Hi,
I'm evaluating to switch from NetApp to a ZFS appliance (like Qsan). Our setup is Dovecot, Maildir for email storage and NFS to share mailboxes (more than 30k users) across POP/IMAP and MX servers.
NetApp NFS works fine also under high load but have some limitation for inode numbers per Volume and is expensive (but recently their prices have dropped).
ZFS, I read, suggest to create many small Raid Group to increase IOPS, but this configuration (N Raid instead of one RAID-DP like NetApp) is more complex to manage, or not?
Someone has experiences with ZFS and NFS(v3) in high load environments?
Thanks
Alessio Cecchi Postmaster @ http://www.qboxmail.it https://www.linkedin.com/in/alessice
El 11/03/2016 a las 11:22 a.m., Alessio Cecchi escribió:
Hi,
I'm evaluating to switch from NetApp to a ZFS appliance (like Qsan). Our setup is Dovecot, Maildir for email storage and NFS to share mailboxes (more than 30k users) across POP/IMAP and MX servers.
NetApp NFS works fine also under high load but have some limitation for inode numbers per Volume and is expensive (but recently their prices have dropped).
ZFS, I read, suggest to create many small Raid Group to increase IOPS, but this configuration (N Raid instead of one RAID-DP like NetApp) is more complex to manage, or not?
Someone has experiences with ZFS and NFS(v3) in high load environments?
Thanks
Be careful to no do any synchronous writes under ZFS. Every sync write can take up to 3 seconds of latency (under freebsd, I didnt test ZFS in linux). Im using it in a 3k user environment and works great with a 4TB raid 10, and dovecot cache files in a SSD disk.
Saludos, Juan.
On 3/11/2016 9:58 AM, Juan Bernhard juan@inti.gob.ar wrote:
Be careful to no do any synchronous writes under ZFS. Every sync write can take up to 3 seconds of latency (under freebsd, I didnt test ZFS in linux). Im using it in a 3k user environment and works great with a 4TB raid 10, and dovecot cache files in a SSD disk.
From what I've heard you should not use hardware based RAID (ie, RAID10) setups with ZFS, you should let ZFS handle it.

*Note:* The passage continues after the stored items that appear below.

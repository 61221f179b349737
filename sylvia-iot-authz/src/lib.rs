//! The bearer token authorization registry of the Sylvia-IoT platform.
//!
//! This module provides:
//!
//! - Authorization records (a user, app or bot with a scope within a realm) and their text
//!   record format.
//! - The authorization store with lookups by token and by realm/client ID.
//! - Request-time checks of bearer tokens and scopes, and an axum middleware.
//!
//! # Protect your axum App
//!
//! ```ignore
//! use axum::{Router, routing};
//! use clap::Command;
//! use sylvia_iot_authz::{libs, models::scope::SCOPE_READ, routes};
//! use sylvia_iot_corelib::logger;
//!
//! #[tokio::main]
//! async fn main() {
//!     let cmd = logger::reg_args(Command::new("your-project-name"));
//!     let args = libs::config::reg_args(cmd).get_matches();
//!     let log_conf = logger::read_args(&args);
//!     logger::init("your-project-name", &log_conf).unwrap();
//!     let conf = libs::config::read_args(&args);
//!     let state = routes::new_state(&conf).await.unwrap();
//!     let app = Router::new()
//!         .route("/api/v1/resource", routing::get(get_resource))
//!         .layer(state.auth_service(SCOPE_READ));
//!     // serve the app...
//! }
//! ```

pub mod authorizer;
pub mod error;
pub mod libs;
pub mod models;
pub mod routes;

pub use error::Error;
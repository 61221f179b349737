//! Pure memory store.
//!
//! Records are kept in the token index and the identity index maps `realm.client_id` to the
//! token, so both lookups return the same record. Both indices live behind one lock.

use std::collections::HashMap;

use async_trait::async_trait;
use chrono::Utc;
use tokio::sync::RwLock;

use super::authorization::{Authorization, AuthorizationModel, identity_key};
use crate::error::Error;

/// How to handle registering a token or identity that already exists.
#[derive(Clone, Copy, Debug, Default, PartialEq)]
pub enum ConflictPolicy {
    /// Last write wins. Items replaced on either index are removed from both indices.
    #[default]
    Overwrite,
    /// Returns [`Error::AlreadyAuthorized`].
    Reject,
}

pub struct Options {
    pub conflict: ConflictPolicy,
}

/// Model instance.
pub struct Model {
    conflict: ConflictPolicy,
    indices: RwLock<Indices>,
}

#[derive(Default)]
struct Indices {
    /// token -> item.
    tokens: HashMap<String, Authorization>,
    /// `realm.client_id` -> token.
    identities: HashMap<String, String>,
}

impl ConflictPolicy {
    pub const OVERWRITE: &'static str = "overwrite";
    pub const REJECT: &'static str = "reject";

    /// To parse the configuration value. Returns `None` for unknown values.
    pub fn from_name(name: &str) -> Option<Self> {
        match name {
            Self::OVERWRITE => Some(ConflictPolicy::Overwrite),
            Self::REJECT => Some(ConflictPolicy::Reject),
            _ => None,
        }
    }

    pub fn name(&self) -> &'static str {
        match self {
            ConflictPolicy::Overwrite => Self::OVERWRITE,
            ConflictPolicy::Reject => Self::REJECT,
        }
    }
}

impl Model {
    pub fn new(opts: &Options) -> Self {
        Model {
            conflict: opts.conflict,
            indices: RwLock::new(Indices::default()),
        }
    }

    /// The number of items.
    pub async fn len(&self) -> usize {
        self.indices.read().await.tokens.len()
    }
}

impl Indices {
    /// Removes the item of the token from both indices.
    fn remove_token(&mut self, token: &str) -> Option<Authorization> {
        let auth = self.tokens.remove(token)?;
        let key = auth.identity_key();
        if self.identities.get(&key).is_some_and(|t| t == token) {
            self.identities.remove(&key);
        }
        Some(auth)
    }
}

#[async_trait]
impl AuthorizationModel for Model {
    async fn register(&self, auth: &Authorization) -> Result<(), Error> {
        if auth.token.len() == 0 {
            return Err(Error::NoToken);
        }
        let key = auth.identity_key();

        let mut lock = self.indices.write().await;
        let old_token = lock.identities.get(&key).cloned();
        if self.conflict == ConflictPolicy::Reject
            && (old_token.is_some() || lock.tokens.contains_key(&auth.token))
        {
            return Err(Error::AlreadyAuthorized);
        }
        if let Some(old_token) = old_token {
            lock.remove_token(old_token.as_str());
        }
        lock.remove_token(auth.token.as_str());
        lock.tokens.insert(auth.token.clone(), auth.clone());
        lock.identities.insert(key, auth.token.clone());
        Ok(())
    }

    async fn find_by_token(&self, token: &str) -> Result<Option<Authorization>, Error> {
        if token.len() == 0 {
            return Err(Error::NoToken);
        }
        let lock = self.indices.read().await;
        Ok(lock.tokens.get(token).cloned())
    }

    async fn find_by_identity(
        &self,
        realm: &str,
        client_id: &str,
    ) -> Result<Option<Authorization>, Error> {
        let lock = self.indices.read().await;
        let auth = lock
            .identities
            .get(&identity_key(realm, client_id))
            .and_then(|token| lock.tokens.get(token));
        Ok(auth.cloned())
    }

    async fn revoke(&self, token: &str) -> Result<Option<Authorization>, Error> {
        if token.len() == 0 {
            return Err(Error::NoToken);
        }
        let mut lock = self.indices.write().await;
        let auth = match lock.tokens.get_mut(token) {
            None => return Ok(None),
            Some(auth) => auth,
        };
        auth.revoked = true;
        auth.updated = Utc::now().timestamp();
        Ok(Some(auth.clone()))
    }

    async fn delete(&self, realm: &str, client_id: &str) -> Result<Option<Authorization>, Error> {
        let mut lock = self.indices.write().await;
        let token = match lock.identities.get(&identity_key(realm, client_id)) {
            None => return Ok(None),
            Some(token) => token.clone(),
        };
        Ok(lock.remove_token(token.as_str()))
    }
}

impl Default for Options {
    fn default() -> Self {
        Options {
            conflict: ConflictPolicy::default(),
        }
    }
}
use std::{error::Error as StdError, sync::Arc};

use log::info;

use crate::{
    authorizer::{self, Authorizer},
    libs::config::{self, Config},
    models::{self, ConflictPolicy, ConnOptions, MemoryOptions, scope::ScopeMatch},
};

pub mod middleware;

pub use middleware::AuthService;

/// The resources used by the HTTP layer.
#[derive(Clone)]
pub struct State {
    pub authorizer: Arc<Authorizer>,
}

impl State {
    /// To create the middleware that requires `scope` by default.
    pub fn auth_service(&self, scope: &str) -> AuthService {
        AuthService::new(&self.authorizer, scope)
    }
}

/// To create resources from the configuration.
pub async fn new_state(conf: &Config) -> Result<State, Box<dyn StdError>> {
    const FN_NAME: &'static str = "new_state";

    let conf = config::apply_default(conf);
    let conflict = conf
        .conflict_policy
        .as_deref()
        .and_then(ConflictPolicy::from_name)
        .unwrap_or_default();
    let opts = authorizer::Options {
        expires_in_days: conf
            .expires_in_days
            .unwrap_or(authorizer::DEF_EXPIRES_IN_DAYS),
        scope_match: conf
            .scope_match
            .as_deref()
            .and_then(ScopeMatch::from_name)
            .unwrap_or_default(),
    };

    let model = models::new(&ConnOptions::Memory(MemoryOptions { conflict })).await?;
    info!(
        "[{}] memory store with {} policy, {} scope match, expires in {} days",
        FN_NAME,
        conflict.name(),
        opts.scope_match.name(),
        opts.expires_in_days
    );
    Ok(State {
        authorizer: Arc::new(Authorizer::new(model, opts)),
    })
}
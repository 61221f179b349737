//! Traits and structs for authorizations.
//!
//! An authorization represents a user, app or bot and the permissions (scope) it has within a
//! realm. The `(realm, client_id)` pair identifies the holder and the token is the bearer
//! credential presented by requests.
//!
//! # Text record
//!
//! An authorization can be stored or transferred as one line of 7 comma-separated fields:
//!
//! ```text
//! client_id,realm,token,token_type,user_id,scope,expires
//! ```
//!
//! Fields are not escaped so they must never contain commas. `revoked`, `created` and `updated`
//! are not part of the record: a parsed authorization is never revoked and its timestamps are
//! the parsing time.

use std::{fmt, str::FromStr};

use async_trait::async_trait;
use chrono::Utc;
use serde::{Deserialize, Serialize};

use sylvia_iot_corelib::strings;

use super::scope::SCOPE_ADMIN;
use crate::error::Error;

/// Authentication types of the credential.
pub struct AuthType;

impl AuthType {
    pub const BEARER_TOKEN: &'static str = "token";
    pub const JWT: &'static str = "jwt";
    pub const SLACK: &'static str = "slack";
}

/// Provenance of the credential. It does not change how the authorization is validated.
#[derive(Clone, Copy, Debug, Default, Deserialize, PartialEq, Serialize)]
#[serde(rename_all = "lowercase")]
pub enum TokenType {
    #[default]
    User,
    App,
    Api,
    Bot,
}

/// The item content.
///
/// Two authorizations are equal when their tokens, realms, client IDs and user IDs are equal.
#[derive(Clone, Debug, Deserialize, Serialize)]
pub struct Authorization {
    #[serde(rename = "clientId")]
    pub client_id: String,
    pub realm: String,
    pub token: String,
    #[serde(rename = "tokenType")]
    pub token_type: TokenType,
    /// Depends on `token_type`. For example the email of a user or the user ID of a bot.
    #[serde(rename = "userId")]
    pub user_id: String,
    pub scope: String,
    /// Seconds from Epoch. `0` means never expires.
    pub expires: i64,
    #[serde(skip)]
    pub revoked: bool,
    #[serde(skip)]
    pub created: i64,
    #[serde(skip)]
    pub updated: i64,
}

/// The login/authorization request from a user, app or bot.
#[derive(Clone, Debug, Default, Deserialize)]
pub struct AuthorizationRequest {
    pub realm: String,
    #[serde(rename = "userId")]
    pub user_id: String,
    /// A generated short ID will be used if missing.
    #[serde(rename = "clientId")]
    pub client_id: Option<String>,
    /// Only used by [`Authorization::import`].
    pub token: Option<String>,
    /// An empty scope will be used if missing. It grants nothing but the admin scope checks.
    pub scope: Option<String>,
}

/// Model operations.
///
/// The store keeps two indices: by token and by `realm.client_id`. Implementations must update
/// both indices atomically.
#[async_trait]
pub trait AuthorizationModel: Send + Sync {
    /// To add an item or to overwrite the items with the same token or identity.
    async fn register(&self, auth: &Authorization) -> Result<(), Error>;

    /// To get an item by the token. Returns [`Error::NoToken`] for an empty token.
    async fn find_by_token(&self, token: &str) -> Result<Option<Authorization>, Error>;

    /// To get an item by the identity.
    async fn find_by_identity(
        &self,
        realm: &str,
        client_id: &str,
    ) -> Result<Option<Authorization>, Error>;

    /// To mark an item revoked. Returns the revoked item.
    async fn revoke(&self, _token: &str) -> Result<Option<Authorization>, Error> {
        Err(Error::NotImplemented)
    }

    /// To delete an item from both indices. Returns the deleted item.
    async fn delete(
        &self,
        _realm: &str,
        _client_id: &str,
    ) -> Result<Option<Authorization>, Error> {
        Err(Error::NotImplemented)
    }
}

/// Seconds of one day.
pub const DAY_SECS: i64 = 24 * 60 * 60;

impl TokenType {
    pub const USER: &'static str = "user";
    pub const APP: &'static str = "app";
    pub const API: &'static str = "api";
    pub const BOT: &'static str = "bot";

    pub fn as_str(&self) -> &'static str {
        match self {
            TokenType::User => Self::USER,
            TokenType::App => Self::APP,
            TokenType::Api => Self::API,
            TokenType::Bot => Self::BOT,
        }
    }
}

impl fmt::Display for TokenType {
    fn fmt(&self, f: &mut fmt::Formatter) -> fmt::Result {
        f.write_str(self.as_str())
    }
}

impl FromStr for TokenType {
    type Err = Error;

    fn from_str(s: &str) -> Result<Self, Self::Err> {
        match s {
            Self::USER => Ok(TokenType::User),
            Self::APP => Ok(TokenType::App),
            Self::API => Ok(TokenType::Api),
            Self::BOT => Ok(TokenType::Bot),
            _ => Err(Error::NoSuchEntity),
        }
    }
}

impl Authorization {
    /// To create an authorization with a generated token.
    ///
    /// The `token` of the request is ignored. `expires_in_days` `0` means never expires and a
    /// negative value creates an expired authorization. Out-of-range lifetimes saturate at the
    /// `i64` bounds.
    pub fn new(req: &AuthorizationRequest, expires_in_days: i64) -> Self {
        let now = Utc::now();
        Self::build(req, strings::long_token(&now), expires_in_days)
    }

    /// To create an authorization with the token of the request, for importing or rotating
    /// tokens issued elsewhere.
    pub fn import(req: &AuthorizationRequest, expires_in_days: i64) -> Result<Self, Error> {
        match req.token.as_deref() {
            None | Some("") => Err(Error::NoToken),
            Some(token) => Ok(Self::build(req, token.to_string(), expires_in_days)),
        }
    }

    fn build(req: &AuthorizationRequest, token: String, expires_in_days: i64) -> Self {
        let now = Utc::now();
        let now_secs = now.timestamp();
        Authorization {
            client_id: match req.client_id.as_deref() {
                None | Some("") => strings::short_id(&now),
                Some(client_id) => client_id.to_string(),
            },
            realm: req.realm.clone(),
            token,
            token_type: TokenType::default(),
            user_id: req.user_id.clone(),
            scope: req.scope.clone().unwrap_or_default(),
            expires: match expires_in_days {
                0 => 0,
                days => now_secs.saturating_add(days.saturating_mul(DAY_SECS)),
            },
            revoked: false,
            created: now_secs,
            updated: now_secs,
        }
    }

    /// Not revoked and not expired.
    pub fn is_valid(&self) -> bool {
        self.is_valid_at(Utc::now().timestamp())
    }

    /// [`Authorization::is_valid`] at the specified time in seconds.
    pub fn is_valid_at(&self, now: i64) -> bool {
        if self.revoked {
            return false;
        }
        self.expires == 0 || self.expires >= now
    }

    /// Contains [`SCOPE_ADMIN`] (substring match).
    pub fn has_admin_scope(&self) -> bool {
        self.scope.contains(SCOPE_ADMIN)
    }

    /// The identity index key.
    pub fn identity_key(&self) -> String {
        identity_key(self.realm.as_str(), self.client_id.as_str())
    }
}

impl PartialEq for Authorization {
    fn eq(&self, other: &Self) -> bool {
        self.token == other.token
            && self.realm == other.realm
            && self.client_id == other.client_id
            && self.user_id == other.user_id
    }
}

impl Eq for Authorization {}

impl fmt::Display for Authorization {
    fn fmt(&self, f: &mut fmt::Formatter) -> fmt::Result {
        write!(
            f,
            "{},{},{},{},{},{},{}",
            self.client_id,
            self.realm,
            self.token,
            self.token_type,
            self.user_id,
            self.scope,
            self.expires
        )
    }
}

impl FromStr for Authorization {
    type Err = Error;

    fn from_str(s: &str) -> Result<Self, Self::Err> {
        if s.len() == 0 {
            return Err(Error::NoSuchEntity);
        }
        let parts: Vec<&str> = s.split(',').collect();
        let &[client_id, realm, token, token_type, user_id, scope, expires] = parts.as_slice()
        else {
            return Err(Error::NoSuchEntity);
        };
        let expires = expires.parse::<i64>()?;
        let now = Utc::now().timestamp();
        Ok(Authorization {
            client_id: client_id.to_string(),
            realm: realm.to_string(),
            token: token.to_string(),
            token_type: token_type.parse()?,
            user_id: user_id.to_string(),
            scope: scope.to_string(),
            expires,
            revoked: false,
            created: now,
            updated: now,
        })
    }
}

/// To generate the identity index key `realm.client_id`.
pub fn identity_key(realm: &str, client_id: &str) -> String {
    format!("{}.{}", realm, client_id)
}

Maybe that is the source of your latency issues?
El 11/03/2016 a las 12:04 p.m., Charles Marcus escribió:
On 3/11/2016 9:58 AM, Juan Bernhard juan@inti.gob.ar wrote:
Be careful to no do any synchronous writes under ZFS. Every sync write can take up to 3 seconds of latency (under freebsd, I didnt test ZFS in linux). Im using it in a 3k user environment and works great with a 4TB raid 10, and dovecot cache files in a SSD disk.
From what I've heard you should not use hardware based RAID (ie, RAID10) setups with ZFS, you should let ZFS handle it.
Maybe that is the source of your latency issues?
There are actually two ZFS raid1 but in the same zpool, and the SSD in local, not in the ZFS dtorage. The latency was because I tried to use a ZFS for datasore of a vmware undres NFS, and NFS under vmware is always synchronous. I improved 10 times the performance under iSCSI
On Fri, 11 Mar 2016 11:58:00 -0300 Juan Bernhard juan@inti.gob.ar wrote:
El 11/03/2016 a las 11:22 a.m., Alessio Cecchi escribió:
Hi,
I'm evaluating to switch from NetApp to a ZFS appliance (like Qsan). Our setup is Dovecot, Maildir for email storage and NFS to share mailboxes (more than 30k users) across POP/IMAP and MX servers.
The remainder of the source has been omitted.